Yes and no. They only ever need to go to the executive parts of cities. Many of the people I know in the burbs work from home. I don't like being there, all those neatly lined up houses just bug me. I guess what I'm trying to say is that most of the people I've known who grew up in the burbs were very, very sheltered. I don't mean to generalize, but this is just what I've experienced. Most suburban areas have a mega (i.e., more, higher quality products) version of a supermarket, and a assortment of food chains just around the corner. Usually Apple Bees, Red Robin, T.G.I. Fridays etc. The only time they really need to leave is for work.
I'm painting with broad brushes and speaking for people here, I apologize. I just have had some...less than pleasant experiences with suburbanites. To explain my aversion: about 70% of the middle class people in the South aren't Southerners, but Yanks that have moved down into the suburbs because of business stuff. It inspires resentment among the working class, they have better schools (yes, most suburban areas have their own schools), better tasting water, free lawn care, big houses. Many of the families down here work themselves to the bone just to scraqe by. I'm not saying that the working class deserves hand outs or that the middle class and upper middle class don't deserve their wealth. Unless they were born into it, they earned every penny too their name. It just inspires a lot of hot air, seeing them live better lives than the locals. Then they feel like they can tell us how to live, what is wrong and what is right, that is what really gets people. Many of them I've met seem to think of the locals as ill mannered barbarians who sacrifice goats on the altar to bring the magic cloud tears down upon our plant babies.

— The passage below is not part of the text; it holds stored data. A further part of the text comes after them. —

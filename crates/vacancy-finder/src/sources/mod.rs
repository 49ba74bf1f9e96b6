//! Remote listing sources feeding raw items into [`Vacancy::from_source_item`].
//!
//! [`Vacancy::from_source_item`]: crate::vacancy::Vacancy::from_source_item

pub mod hh;

use serde_json::Value;

pub use hh::HeadHunterClient;

/// Anything able to pull raw listing items for a search query.
pub trait VacancySource {
    /// Returns up to `pages` pages of up to `per_page` items, stopping early
    /// when the source reports fewer pages. Items keep the source's shape.
    fn fetch(&self, query: &str, per_page: u32, pages: u32) -> Result<Vec<Value>, SourceError>;
}

#[derive(Debug, thiserror::Error)]
pub enum SourceError {
    #[error("listing request failed: {0}")]
    Http(#[from] reqwest::Error),
    #[error("listing source answered {status} for {url}")]
    Status { status: u16, url: String },
    #[error("listing runtime unavailable: {0}")]
    Runtime(String),
}
use crate::config::TelemetryConfig;
use std::fmt;
use tracing_subscriber::filter::ParseError;
use tracing_subscriber::EnvFilter;

#[derive(Debug)]
pub enum TelemetryError {
    EnvFilter { value: String, source: ParseError },
    Subscriber(Box<dyn std::error::Error + Send + Sync>),
}

impl fmt::Display for TelemetryError {
    fn fmt(&self, f: &mut fmt::Formatter<'_>) -> fmt::Result {
        match self {
            TelemetryError::EnvFilter { value, .. } => {
                write!(
                    f,
                    "invalid log level/filter '{}': unable to build EnvFilter",
                    value
                )
            }
            TelemetryError::Subscriber(err) => write!(f, "telemetry error: {err}"),
        }
    }
}

impl std::error::Error for TelemetryError {
    fn source(&self) -> Option<&(dyn std::error::Error + 'static)> {
        match self {
            TelemetryError::EnvFilter { source, .. } => Some(source),
            TelemetryError::Subscriber(err) => Some(&**err),
        }
    }
}

/// Installs the global subscriber. Log lines go to stderr so the interactive
/// menu on stdout stays readable.
pub fn init(config: &TelemetryConfig) -> Result<(), TelemetryError> {
    let env_filter = build_filter(config)?;

    tracing_subscriber::fmt()
        .with_env_filter(env_filter)
        .with_writer(std::io::stderr)
        .with_target(false)
        .compact()
        .with_ansi(false)
        .try_init()
        .map_err(TelemetryError::Subscriber)
}

fn build_filter(config: &TelemetryConfig) -> Result<EnvFilter, TelemetryError> {
    match EnvFilter::try_from_default_env() {
        Ok(filter) => Ok(filter),
        Err(_) => {
            EnvFilter::try_new(&config.log_level).map_err(|source| TelemetryError::EnvFilter {
                value: config.log_level.clone(),
                source,
            })
        }
    }
}
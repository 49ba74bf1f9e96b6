//! Pure queries over in-memory vacancy lists. Every function returns a new
//! list and leaves its input untouched.

use super::domain::Vacancy;

/// Direction for [`sort_by_salary`].
#[derive(Debug, Clone, Copy, PartialEq, Eq, Default)]
pub enum SortOrder {
    #[default]
    Descending,
    Ascending,
}

/// Keeps vacancies whose title or description contains any of the keywords,
/// ignoring case. An empty keyword list keeps everything.
pub fn filter_by_keywords<S: AsRef<str>>(vacancies: &[Vacancy], keywords: &[S]) -> Vec<Vacancy> {
    if keywords.is_empty() {
        return vacancies.to_vec();
    }

    let needles: Vec<String> = keywords
        .iter()
        .map(|keyword| keyword.as_ref().to_lowercase())
        .collect();

    vacancies
        .iter()
        .filter(|vacancy| {
            let title = vacancy.title().to_lowercase();
            let description = vacancy.description().to_lowercase();
            needles
                .iter()
                .any(|needle| title.contains(needle.as_str()) || description.contains(needle.as_str()))
        })
        .cloned()
        .collect()
}

/// Keeps vacancies whose average salary lies within `[min, max]`. `None`
/// leaves that side open; `Some(0)` is a real bound.
pub fn filter_by_salary_range(
    vacancies: &[Vacancy],
    min: Option<u64>,
    max: Option<u64>,
) -> Vec<Vacancy> {
    vacancies
        .iter()
        .filter(|vacancy| {
            let average = vacancy.average_salary();
            min.map_or(true, |min| average >= min as f64)
                && max.map_or(true, |max| average <= max as f64)
        })
        .cloned()
        .collect()
}

/// Stable sort by average salary; equal salaries keep their input order.
pub fn sort_by_salary(vacancies: &[Vacancy], order: SortOrder) -> Vec<Vacancy> {
    let mut sorted = vacancies.to_vec();
    match order {
        SortOrder::Ascending => sorted.sort_by(|a, b| a.cmp(b)),
        SortOrder::Descending => sorted.sort_by(|a, b| b.cmp(a)),
    }
    sorted
}

pub fn top_by_salary(vacancies: &[Vacancy], count: usize) -> Vec<Vacancy> {
    let mut sorted = sort_by_salary(vacancies, SortOrder::Descending);
    sorted.truncate(count);
    sorted
}

#[cfg(test)]
mod tests {
    use super::*;

    fn sample_vacancies() -> Vec<Vacancy> {
        vec![
            Vacancy::new("Python Dev", "url1", "desc python")
                .with_salary(Some(100_000), Some(150_000))
                .with_currency("RUR"),
            Vacancy::new("QA", "url2", "testing").with_salary(Some(50_000), Some(70_000)),
            Vacancy::new("Team Lead", "url3", "people management")
                .with_salary(Some(130_000), None),
        ]
    }

    fn titles(vacancies: &[Vacancy]) -> Vec<&str> {
        vacancies.iter().map(Vacancy::title).collect()
    }

    #[test]
    fn keyword_filter_is_case_insensitive_substring() {
        let vacancies = sample_vacancies();
        let filtered = filter_by_keywords(&vacancies, &["PYTHON"]);
        assert_eq!(titles(&filtered), vec!["Python Dev"]);

        let filtered = filter_by_keywords(&vacancies, &["test"]);
        assert_eq!(titles(&filtered), vec!["QA"]);
    }

    #[test]
    fn keyword_filter_ors_keywords_across_title_and_description() {
        let vacancies = sample_vacancies();
        let filtered = filter_by_keywords(&vacancies, &["lead", "testing"]);
        assert_eq!(titles(&filtered), vec!["QA", "Team Lead"]);
    }

    #[test]
    fn keyword_filter_handles_cyrillic() {
        let vacancies = vec![Vacancy::new("Разработчик Rust", "u", "Опыт от 3 лет")];
        let filtered = filter_by_keywords(&vacancies, &["РАЗРАБОТЧИК"]);
        assert_eq!(filtered.len(), 1);
    }

    #[test]
    fn empty_keywords_return_input() {
        let vacancies = sample_vacancies();
        let keywords: [&str; 0] = [];
        let filtered = filter_by_keywords(&vacancies, &keywords);
        assert_eq!(titles(&filtered), titles(&vacancies));

        assert!(filter_by_keywords(&[], &["python"]).is_empty());
    }

    #[test]
    fn salary_range_is_inclusive() {
        let vacancies = sample_vacancies();
        let filtered = filter_by_salary_range(&vacancies, Some(90_000), Some(130_000));
        assert_eq!(titles(&filtered), vec!["Python Dev", "Team Lead"]);
    }

    #[test]
    fn salary_range_open_bounds() {
        let vacancies = sample_vacancies();
        assert_eq!(filter_by_salary_range(&vacancies, None, None).len(), 3);
        assert_eq!(
            titles(&filter_by_salary_range(&vacancies, None, Some(60_000))),
            vec!["QA"]
        );
        assert_eq!(
            titles(&filter_by_salary_range(&vacancies, Some(126_000), None)),
            vec!["Team Lead"]
        );
    }

    #[test]
    fn zero_max_is_a_real_bound() {
        let vacancies = vec![
            Vacancy::new("Unpaid", "u0", ""),
            Vacancy::new("Paid", "u1", "").with_salary(Some(10), None),
        ];
        let filtered = filter_by_salary_range(&vacancies, None, Some(0));
        assert_eq!(titles(&filtered), vec!["Unpaid"]);
    }

    #[test]
    fn sort_descending_by_default() {
        let vacancies = sample_vacancies();
        let sorted = sort_by_salary(&vacancies, SortOrder::default());
        let averages: Vec<f64> = sorted.iter().map(Vacancy::average_salary).collect();
        assert_eq!(averages, vec![130_000.0, 125_000.0, 60_000.0]);

        let sorted = sort_by_salary(&vacancies, SortOrder::Ascending);
        let averages: Vec<f64> = sorted.iter().map(Vacancy::average_salary).collect();
        assert_eq!(averages, vec![60_000.0, 125_000.0, 130_000.0]);
    }

    #[test]
    fn sort_is_stable_for_equal_salaries() {
        let vacancies = vec![
            Vacancy::new("first", "a", "").with_salary(Some(100), None),
            Vacancy::new("second", "b", "").with_salary(Some(50), Some(150)),
            Vacancy::new("third", "c", "").with_salary(Some(100), Some(100)),
        ];

        let sorted = sort_by_salary(&vacancies, SortOrder::Descending);
        assert_eq!(titles(&sorted), vec!["first", "second", "third"]);
        let sorted = sort_by_salary(&vacancies, SortOrder::Ascending);
        assert_eq!(titles(&sorted), vec!["first", "second", "third"]);
    }

    #[test]
    fn top_by_salary_truncates() {
        let vacancies = sample_vacancies();
        assert_eq!(titles(&top_by_salary(&vacancies, 2)), vec!["Team Lead", "Python Dev"]);
        assert_eq!(top_by_salary(&vacancies, 10).len(), 3);
        assert!(top_by_salary(&vacancies, 0).is_empty());
    }
}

Yeah, I get it. I used to live in a suburb's 'poor' section. Considering I've lived in roach motels, a trailer, and sub-par homes. Living in that house felt like a mansion from the places I'd lived. One of the worst parts of a Suburbia is the arrogance. There are usually 3 types of suburbia people. The kind who have that 'Rags to riches' story, and is totally cool to know, the guy who had a good upbringing from birth but is fully concious of the world outside the Suburbia Bubble, then the cliche snob who think they're entitled to the best there is in the world even if they simply married or were born into their wealth. I don't believe the people who work for their money dont deserve it, they've fought for their dollar, it's their right to live in privelege, but the snobby types usually never worked among the 'common' folk, or at all.